## What the task asks
Filter the listing below down to the lines with the word "async" and copy those.
Segment Start: Provided data
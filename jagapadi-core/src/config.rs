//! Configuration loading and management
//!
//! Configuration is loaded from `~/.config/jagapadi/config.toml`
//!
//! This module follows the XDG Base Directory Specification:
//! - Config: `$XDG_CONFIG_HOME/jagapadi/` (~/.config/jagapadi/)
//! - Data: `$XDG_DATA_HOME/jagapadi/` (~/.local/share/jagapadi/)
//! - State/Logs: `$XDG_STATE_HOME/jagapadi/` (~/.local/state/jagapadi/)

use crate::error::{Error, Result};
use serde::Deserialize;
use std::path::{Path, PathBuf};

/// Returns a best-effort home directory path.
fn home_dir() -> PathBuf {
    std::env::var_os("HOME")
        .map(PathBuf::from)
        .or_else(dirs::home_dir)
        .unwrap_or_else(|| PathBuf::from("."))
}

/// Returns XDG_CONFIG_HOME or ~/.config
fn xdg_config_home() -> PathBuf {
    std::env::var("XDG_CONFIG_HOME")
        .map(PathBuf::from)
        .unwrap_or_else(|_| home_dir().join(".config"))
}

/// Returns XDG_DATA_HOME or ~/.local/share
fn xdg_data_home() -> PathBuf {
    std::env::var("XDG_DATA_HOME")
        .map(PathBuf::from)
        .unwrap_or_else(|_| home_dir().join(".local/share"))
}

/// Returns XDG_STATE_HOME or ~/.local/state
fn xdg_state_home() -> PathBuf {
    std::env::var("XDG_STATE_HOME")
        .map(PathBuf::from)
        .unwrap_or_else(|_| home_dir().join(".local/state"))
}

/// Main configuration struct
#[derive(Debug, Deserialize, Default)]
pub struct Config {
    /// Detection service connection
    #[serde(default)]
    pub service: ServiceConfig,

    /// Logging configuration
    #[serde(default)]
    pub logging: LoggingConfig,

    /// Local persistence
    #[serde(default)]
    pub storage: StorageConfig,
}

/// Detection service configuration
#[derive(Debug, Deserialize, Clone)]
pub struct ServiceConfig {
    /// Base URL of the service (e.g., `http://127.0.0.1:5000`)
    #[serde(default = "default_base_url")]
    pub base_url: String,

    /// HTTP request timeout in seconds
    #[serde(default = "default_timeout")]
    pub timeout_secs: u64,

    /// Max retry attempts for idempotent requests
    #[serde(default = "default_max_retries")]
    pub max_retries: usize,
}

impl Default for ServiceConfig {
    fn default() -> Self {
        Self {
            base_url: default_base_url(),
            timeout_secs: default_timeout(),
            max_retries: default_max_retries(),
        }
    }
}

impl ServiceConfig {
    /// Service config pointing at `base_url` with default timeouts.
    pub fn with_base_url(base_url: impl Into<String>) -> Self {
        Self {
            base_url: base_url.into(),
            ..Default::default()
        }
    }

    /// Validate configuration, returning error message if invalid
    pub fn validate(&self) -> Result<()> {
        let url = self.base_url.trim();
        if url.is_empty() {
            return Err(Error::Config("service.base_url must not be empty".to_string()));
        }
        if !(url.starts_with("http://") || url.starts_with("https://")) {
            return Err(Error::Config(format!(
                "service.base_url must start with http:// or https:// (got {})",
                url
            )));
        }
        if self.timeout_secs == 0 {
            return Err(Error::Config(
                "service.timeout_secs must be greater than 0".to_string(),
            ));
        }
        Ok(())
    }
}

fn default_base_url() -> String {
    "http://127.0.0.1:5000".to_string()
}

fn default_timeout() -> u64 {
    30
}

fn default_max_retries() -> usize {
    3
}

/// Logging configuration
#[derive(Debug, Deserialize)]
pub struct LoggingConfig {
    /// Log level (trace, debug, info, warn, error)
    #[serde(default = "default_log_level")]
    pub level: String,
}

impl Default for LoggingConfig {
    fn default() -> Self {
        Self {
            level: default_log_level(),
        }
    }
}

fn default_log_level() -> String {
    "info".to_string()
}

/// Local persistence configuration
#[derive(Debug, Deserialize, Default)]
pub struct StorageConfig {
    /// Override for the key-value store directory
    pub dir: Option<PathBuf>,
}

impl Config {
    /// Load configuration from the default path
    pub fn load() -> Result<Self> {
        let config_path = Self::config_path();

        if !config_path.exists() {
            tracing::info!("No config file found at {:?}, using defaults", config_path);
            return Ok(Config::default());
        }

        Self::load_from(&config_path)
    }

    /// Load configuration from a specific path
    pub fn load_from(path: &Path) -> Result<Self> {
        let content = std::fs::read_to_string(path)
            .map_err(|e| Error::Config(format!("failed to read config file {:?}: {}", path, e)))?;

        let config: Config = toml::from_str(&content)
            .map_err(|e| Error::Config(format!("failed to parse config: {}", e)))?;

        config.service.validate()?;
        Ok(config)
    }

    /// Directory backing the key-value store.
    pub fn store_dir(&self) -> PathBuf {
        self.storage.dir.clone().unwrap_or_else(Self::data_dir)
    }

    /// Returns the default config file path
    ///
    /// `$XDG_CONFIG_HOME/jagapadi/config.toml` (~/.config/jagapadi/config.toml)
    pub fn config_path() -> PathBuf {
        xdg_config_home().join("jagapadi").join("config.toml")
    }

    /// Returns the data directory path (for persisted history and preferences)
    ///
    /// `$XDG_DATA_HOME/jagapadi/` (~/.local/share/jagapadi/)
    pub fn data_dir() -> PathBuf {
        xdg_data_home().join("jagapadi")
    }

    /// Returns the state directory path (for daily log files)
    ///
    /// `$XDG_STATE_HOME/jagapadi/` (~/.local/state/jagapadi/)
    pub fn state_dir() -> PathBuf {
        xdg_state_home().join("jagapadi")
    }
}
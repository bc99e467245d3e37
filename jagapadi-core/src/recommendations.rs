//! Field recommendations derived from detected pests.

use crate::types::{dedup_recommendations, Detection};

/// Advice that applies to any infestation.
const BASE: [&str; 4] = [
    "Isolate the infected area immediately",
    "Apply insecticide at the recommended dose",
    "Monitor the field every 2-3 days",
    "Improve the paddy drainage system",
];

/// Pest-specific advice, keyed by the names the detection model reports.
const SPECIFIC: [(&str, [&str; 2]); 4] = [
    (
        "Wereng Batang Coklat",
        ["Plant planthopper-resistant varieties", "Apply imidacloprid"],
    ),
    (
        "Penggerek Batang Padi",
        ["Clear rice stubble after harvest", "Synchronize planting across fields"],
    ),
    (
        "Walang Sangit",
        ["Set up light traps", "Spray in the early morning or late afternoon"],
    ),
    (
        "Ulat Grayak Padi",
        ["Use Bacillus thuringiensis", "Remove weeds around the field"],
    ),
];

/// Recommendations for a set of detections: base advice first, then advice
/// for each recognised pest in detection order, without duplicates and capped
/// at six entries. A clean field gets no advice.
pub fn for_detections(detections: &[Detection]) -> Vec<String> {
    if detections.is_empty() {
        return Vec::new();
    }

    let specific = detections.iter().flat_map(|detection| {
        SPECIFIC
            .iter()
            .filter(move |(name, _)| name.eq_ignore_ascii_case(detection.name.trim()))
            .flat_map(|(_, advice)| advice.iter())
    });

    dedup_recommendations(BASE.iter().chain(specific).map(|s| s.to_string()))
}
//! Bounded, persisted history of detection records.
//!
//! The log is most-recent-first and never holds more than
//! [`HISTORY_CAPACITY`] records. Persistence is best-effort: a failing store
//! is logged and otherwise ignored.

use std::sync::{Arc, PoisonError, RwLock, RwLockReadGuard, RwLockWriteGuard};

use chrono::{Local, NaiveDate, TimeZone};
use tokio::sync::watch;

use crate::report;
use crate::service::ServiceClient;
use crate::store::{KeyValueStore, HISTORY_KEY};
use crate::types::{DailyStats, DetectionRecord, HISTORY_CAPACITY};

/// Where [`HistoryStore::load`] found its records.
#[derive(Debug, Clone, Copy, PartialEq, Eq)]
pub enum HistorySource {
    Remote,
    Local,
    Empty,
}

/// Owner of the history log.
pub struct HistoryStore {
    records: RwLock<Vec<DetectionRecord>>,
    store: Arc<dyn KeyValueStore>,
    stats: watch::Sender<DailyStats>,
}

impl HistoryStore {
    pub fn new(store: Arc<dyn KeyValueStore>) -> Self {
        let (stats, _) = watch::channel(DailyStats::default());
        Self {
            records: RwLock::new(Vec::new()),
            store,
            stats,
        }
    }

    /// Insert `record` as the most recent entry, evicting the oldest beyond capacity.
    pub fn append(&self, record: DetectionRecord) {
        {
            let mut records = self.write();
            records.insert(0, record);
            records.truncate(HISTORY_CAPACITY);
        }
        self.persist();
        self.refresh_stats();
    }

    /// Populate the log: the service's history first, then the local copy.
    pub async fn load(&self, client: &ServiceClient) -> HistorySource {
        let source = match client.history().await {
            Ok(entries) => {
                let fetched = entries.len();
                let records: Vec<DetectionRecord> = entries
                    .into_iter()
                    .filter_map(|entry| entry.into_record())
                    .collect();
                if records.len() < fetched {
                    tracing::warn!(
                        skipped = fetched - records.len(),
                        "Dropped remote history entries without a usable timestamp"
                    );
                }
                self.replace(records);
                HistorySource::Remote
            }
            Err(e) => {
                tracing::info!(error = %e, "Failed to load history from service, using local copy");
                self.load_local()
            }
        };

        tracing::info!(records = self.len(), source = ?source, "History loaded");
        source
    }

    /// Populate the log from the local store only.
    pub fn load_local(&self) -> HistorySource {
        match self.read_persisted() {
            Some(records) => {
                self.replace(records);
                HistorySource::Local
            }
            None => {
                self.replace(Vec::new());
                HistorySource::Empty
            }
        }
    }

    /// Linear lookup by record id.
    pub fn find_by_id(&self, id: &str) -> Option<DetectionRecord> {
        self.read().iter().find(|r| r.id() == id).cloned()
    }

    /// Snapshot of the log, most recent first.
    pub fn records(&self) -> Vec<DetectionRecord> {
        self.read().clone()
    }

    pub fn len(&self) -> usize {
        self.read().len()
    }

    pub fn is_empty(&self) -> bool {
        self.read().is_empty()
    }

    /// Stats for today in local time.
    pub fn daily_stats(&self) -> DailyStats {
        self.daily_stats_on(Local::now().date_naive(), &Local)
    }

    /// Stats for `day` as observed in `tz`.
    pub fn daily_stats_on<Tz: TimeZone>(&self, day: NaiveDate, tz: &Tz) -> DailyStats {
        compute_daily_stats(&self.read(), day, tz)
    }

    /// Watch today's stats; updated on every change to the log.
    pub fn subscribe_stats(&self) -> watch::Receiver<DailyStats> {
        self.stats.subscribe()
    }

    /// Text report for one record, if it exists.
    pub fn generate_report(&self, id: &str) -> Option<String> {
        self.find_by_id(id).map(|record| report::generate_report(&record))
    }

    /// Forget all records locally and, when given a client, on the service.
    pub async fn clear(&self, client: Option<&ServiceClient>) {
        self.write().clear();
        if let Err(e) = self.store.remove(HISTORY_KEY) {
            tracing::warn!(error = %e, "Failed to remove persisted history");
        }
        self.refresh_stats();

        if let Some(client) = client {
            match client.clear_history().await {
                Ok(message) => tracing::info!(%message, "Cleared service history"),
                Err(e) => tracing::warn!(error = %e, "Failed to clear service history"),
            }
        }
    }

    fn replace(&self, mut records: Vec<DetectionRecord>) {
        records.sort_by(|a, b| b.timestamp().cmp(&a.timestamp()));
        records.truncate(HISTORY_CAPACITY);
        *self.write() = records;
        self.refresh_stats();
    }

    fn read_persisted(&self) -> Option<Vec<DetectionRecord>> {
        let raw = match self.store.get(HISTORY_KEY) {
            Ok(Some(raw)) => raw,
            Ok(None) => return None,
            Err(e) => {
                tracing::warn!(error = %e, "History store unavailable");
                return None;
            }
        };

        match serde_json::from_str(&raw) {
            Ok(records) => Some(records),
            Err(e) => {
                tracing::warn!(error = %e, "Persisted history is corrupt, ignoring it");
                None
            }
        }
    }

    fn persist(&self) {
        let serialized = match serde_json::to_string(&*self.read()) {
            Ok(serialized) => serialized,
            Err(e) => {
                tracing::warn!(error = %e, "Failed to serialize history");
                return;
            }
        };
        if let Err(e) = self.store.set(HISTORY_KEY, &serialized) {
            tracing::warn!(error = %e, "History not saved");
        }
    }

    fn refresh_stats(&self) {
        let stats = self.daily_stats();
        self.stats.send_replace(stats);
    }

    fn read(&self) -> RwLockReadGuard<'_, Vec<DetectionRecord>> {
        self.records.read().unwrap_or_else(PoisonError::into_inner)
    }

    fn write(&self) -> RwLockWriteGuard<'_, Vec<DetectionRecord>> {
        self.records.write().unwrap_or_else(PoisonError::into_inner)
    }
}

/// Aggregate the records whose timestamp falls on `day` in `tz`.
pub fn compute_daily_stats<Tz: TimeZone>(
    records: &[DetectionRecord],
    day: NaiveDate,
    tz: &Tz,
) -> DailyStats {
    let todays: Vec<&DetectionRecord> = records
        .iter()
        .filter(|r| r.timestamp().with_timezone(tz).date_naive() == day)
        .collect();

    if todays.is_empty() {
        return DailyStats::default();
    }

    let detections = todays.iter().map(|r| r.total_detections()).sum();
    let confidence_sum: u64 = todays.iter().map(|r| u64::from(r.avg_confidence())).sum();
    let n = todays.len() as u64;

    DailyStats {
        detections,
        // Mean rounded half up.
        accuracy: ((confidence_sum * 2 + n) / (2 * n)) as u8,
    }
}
Segment End: Provided data
## Completed exercise
    pub async fn load(&self, client: &ServiceClient) -> HistorySource {
    pub async fn clear(&self, client: Option<&ServiceClient>) {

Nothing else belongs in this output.